Storia di Santa Venerina

Il territorio su cui si estende l'attuale comune di Santa Venerina era anticamente abitato dai Siculi ed era caratterizzato in buona parte da un foltissimo bosco,da piccole pianure e colline. Nel 734 a.C. approdarono a Schisò i primi coloni calcidesi che si insediarono inizialmente nelle coste e solo molto più tardi entrarono in rapporto di scambio con i Siculi dell’entroterra per rifornirsi di derrate alimentari e di legname. I Greci riuscirono ad avere il sopravvento sugli indigeni, anche per l'aumentato numero di coloro che si spostavano verso campagne etnee,allontanandosi dalle zone costiere ormai diventate pericolose.

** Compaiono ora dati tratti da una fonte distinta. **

// SPDX-License-Identifier: BUSL-1.1
// Copyright (c) 2026 Alfred Jean LLC

//! Producer-side lifecycle specs: add, inspect, remove, pause, dedup.

use crate::prelude::*;
use grist_core::event::Event;

/// add / getJob / remove / getJob round trip.
#[tokio::test]
async fn add_get_remove_round_trip() {
    if !redis_ready() {
        return;
    }
    let prefix = test_prefix();
    let queue = Queue::connect("round-trip", queue_options(&prefix)).await.unwrap();

    let job_id = queue
        .add("send", json!({"to": "a@b.c"}), JobOpts::default().attempts(2))
        .await
        .unwrap();

    let job = queue.get_job(&job_id).await.unwrap().expect("job exists after add");
    assert_eq!(job.name, "send");
    assert_eq!(job.data["to"], "a@b.c");
    assert_eq!(job.opts.attempts, 2);
    assert_eq!(queue.get_state(&job_id).await.unwrap(), Some(JobState::Wait));

    queue.remove(&job_id).await.unwrap();
    assert!(queue.get_job(&job_id).await.unwrap().is_none());
    assert_eq!(queue.get_state(&job_id).await.unwrap(), None);

    queue.pause().await.unwrap();
    queue.obliterate(Default::default()).await.unwrap();
}

/// Destination routing: delay and priority pick their sets.
#[tokio::test]
async fn destination_by_flags() {
    if !redis_ready() {
        return;
    }
    let prefix = test_prefix();
    let queue = Queue::connect("routing", queue_options(&prefix)).await.unwrap();

    let plain = queue.add("p", json!({}), JobOpts::default()).await.unwrap();
    let delayed = queue
        .add("d", json!({}), JobOpts::default().delay(60_000))
        .await
        .unwrap();
    let prioritized = queue
        .add("hi", json!({}), JobOpts::default().priority(2))
        .await
        .unwrap();

    assert_eq!(queue.get_state(&plain).await.unwrap(), Some(JobState::Wait));
    assert_eq!(queue.get_state(&delayed).await.unwrap(), Some(JobState::Delayed));
    assert_eq!(
        queue.get_state(&prioritized).await.unwrap(),
        Some(JobState::Prioritized)
    );

    let counts = queue
        .get_counts(&[JobState::Wait, JobState::Delayed, JobState::Prioritized])
        .await
        .unwrap();
    assert_eq!(counts[&JobState::Wait], 1);
    assert_eq!(counts[&JobState::Delayed], 1);
    assert_eq!(counts[&JobState::Prioritized], 1);

    // promote moves the delayed job to ready ahead of time
    queue.promote(&delayed).await.unwrap();
    assert_eq!(queue.get_state(&delayed).await.unwrap(), Some(JobState::Wait));

    queue.pause().await.unwrap();
    queue.obliterate(Default::default()).await.unwrap();
}

/// A paused queue parks adds in the paused list and resumes them in order.
#[tokio::test]
async fn paused_queue_parks_new_jobs() {
    if !redis_ready() {
        return;
    }
    let prefix = test_prefix();
    let queue = Queue::connect("pausing", queue_options(&prefix)).await.unwrap();

    queue.pause().await.unwrap();
    assert!(queue.is_paused().await.unwrap());
    let job_id = queue.add("j", json!({}), JobOpts::default()).await.unwrap();
    assert_eq!(queue.get_state(&job_id).await.unwrap(), Some(JobState::Paused));

    queue.resume().await.unwrap();
    assert_eq!(queue.get_state(&job_id).await.unwrap(), Some(JobState::Wait));

    queue.pause().await.unwrap();
    queue.obliterate(Default::default()).await.unwrap();
}

/// A second add with the same deduplication id returns the existing job id
/// and emits a duplicated event.
#[tokio::test]
async fn deduplication_short_circuits() {
    if !redis_ready() {
        return;
    }
    let prefix = test_prefix();
    let queue = Queue::connect("dedup", queue_options(&prefix)).await.unwrap();

    let opts = JobOpts::default().deduplication_id("order-9");
    let first = queue.add("a", json!({"v": 1}), opts.clone()).await.unwrap();
    let second = queue.add("a", json!({"v": 2}), opts).await.unwrap();
    assert_eq!(first, second);

    let counts = queue.get_counts(&[JobState::Wait]).await.unwrap();
    assert_eq!(counts[&JobState::Wait], 1);

    let events = events_of(&prefix, "dedup").await;
    assert!(
        events
            .iter()
            .any(|e| matches!(e, Event::Duplicated { deduplication_id, .. } if deduplication_id == "order-9")),
        "expected a duplicated event: {events:?}"
    );

    queue.pause().await.unwrap();
    queue.obliterate(Default::default()).await.unwrap();
}

/// The events reader re-dispatches typed events in per-job order:
/// waiting, then active, then completed.
#[tokio::test]
async fn events_reader_preserves_per_job_order() {
    if !redis_ready() {
        return;
    }
    let prefix = test_prefix();
    let queue = Queue::connect("observed", queue_options(&prefix)).await.unwrap();
    let reader = grist_queue::QueueEvents::run(
        "observed",
        grist_queue::QueueEventsOptions {
            prefix: prefix.clone(),
            start_id: "0-0".into(),
            ..Default::default()
        },
    )
    .await
    .unwrap();
    let mut rx = reader.subscribe();

    let worker = Worker::start(
        "observed",
        crate::prelude::ok_processor(json!(1)),
        worker_options(&prefix),
    )
    .await
    .unwrap();
    let job_id = queue.add("watched", json!({}), JobOpts::default()).await.unwrap();

    let mut seen = Vec::new();
    let deadline = tokio::time::Instant::now() + Duration::from_secs(10);
    while !matches!(seen.last(), Some(Event::Completed { .. })) {
        let event = tokio::time::timeout_at(deadline, rx.recv())
            .await
            .expect("events within the deadline")
            .expect("reader stays alive");
        if event.1.job_id() == Some(job_id.as_str()) {
            seen.push(event.1);
        }
    }

    assert!(matches!(seen[0], Event::Waiting { .. }), "events: {seen:?}");
    assert!(seen.iter().any(|e| matches!(e, Event::Active { .. })), "events: {seen:?}");
    assert!(matches!(seen.last(), Some(Event::Completed { .. })), "events: {seen:?}");

    reader.close().await;
    worker.close().await;
    queue.pause().await.unwrap();
    queue.obliterate(Default::default()).await.unwrap();
}

/// addBulk inserts atomically and returns ids in input order.
#[tokio::test]
async fn add_bulk_preserves_order() {
    if !redis_ready() {
        return;
    }
    let prefix = test_prefix();
    let queue = Queue::connect("bulk", queue_options(&prefix)).await.unwrap();

    let ids = queue
        .add_bulk(vec![
            ("one".into(), json!({"i": 1}), JobOpts::default()),
            ("two".into(), json!({"i": 2}), JobOpts::default()),
            ("three".into(), json!({"i": 3}), JobOpts::default()),
        ])
        .await
        .unwrap();
    assert_eq!(ids.len(), 3);

    for (id, name) in ids.iter().zip(["one", "two", "three"]) {
        let job = queue.get_job(id).await.unwrap().unwrap();
        assert_eq!(job.name, name);
    }

    queue.pause().await.unwrap();
    queue.obliterate(Default::default()).await.unwrap();
}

Le più antiche notizie certe di insediamenti nel territorio risalgono tuttavia al periodo delle guerre puniche. Nel 221 a.C., dopo la vittoria dei Romani sui Cartaginesi,la Sicilia ricadde sotto il dominio romano; la scoperta di monete d'oro e d'argento ritrovate in alcuni sepolcri scavati nel territorio di Linera, testimonia che il territorio era abitato già al tempo della Repubblica Romana . Nello stesso periodo si cominciava ad affermare nell’area la coltivazione della canapa e del lino (da qui il toponimo Linera).

Bisogna arrivare all'epoca bizantina in Sicilia (535 - 827 d.C.) per ritrovare tracce più significative di insediamenti urbani. A quegli anni risale infatti la chiesetta di Santo Stefano, una cella trichora i cui ruderi sono ancora visibili nella frazione di Dagala del Re. Ad essa era annesso un monastero che ospitava una piccola comunità di monaci basiliani. Dopo il periodo della dominazione araba (827d.C. – 1060 d.C.) con l'avvento dei Normanni (1060d.C. – 1194 d.C.) e la riconquista cristiana, arrivarono a Santo Stefano i monaci benedettini,in virtù dei diplomi del 1091 e del 1092 con i quali il Gran Conte Ruggero aveva concesso al vescovo Ansgerio, abate del monastero dei Benedettini, tutta la zona di Aci. Rimasero fino al 1284-1285, quando una colata lavica distrusse l'eremo costringendoli a rifugiarsi altrove ma lasciando intatta la chiesetta a trifoglio.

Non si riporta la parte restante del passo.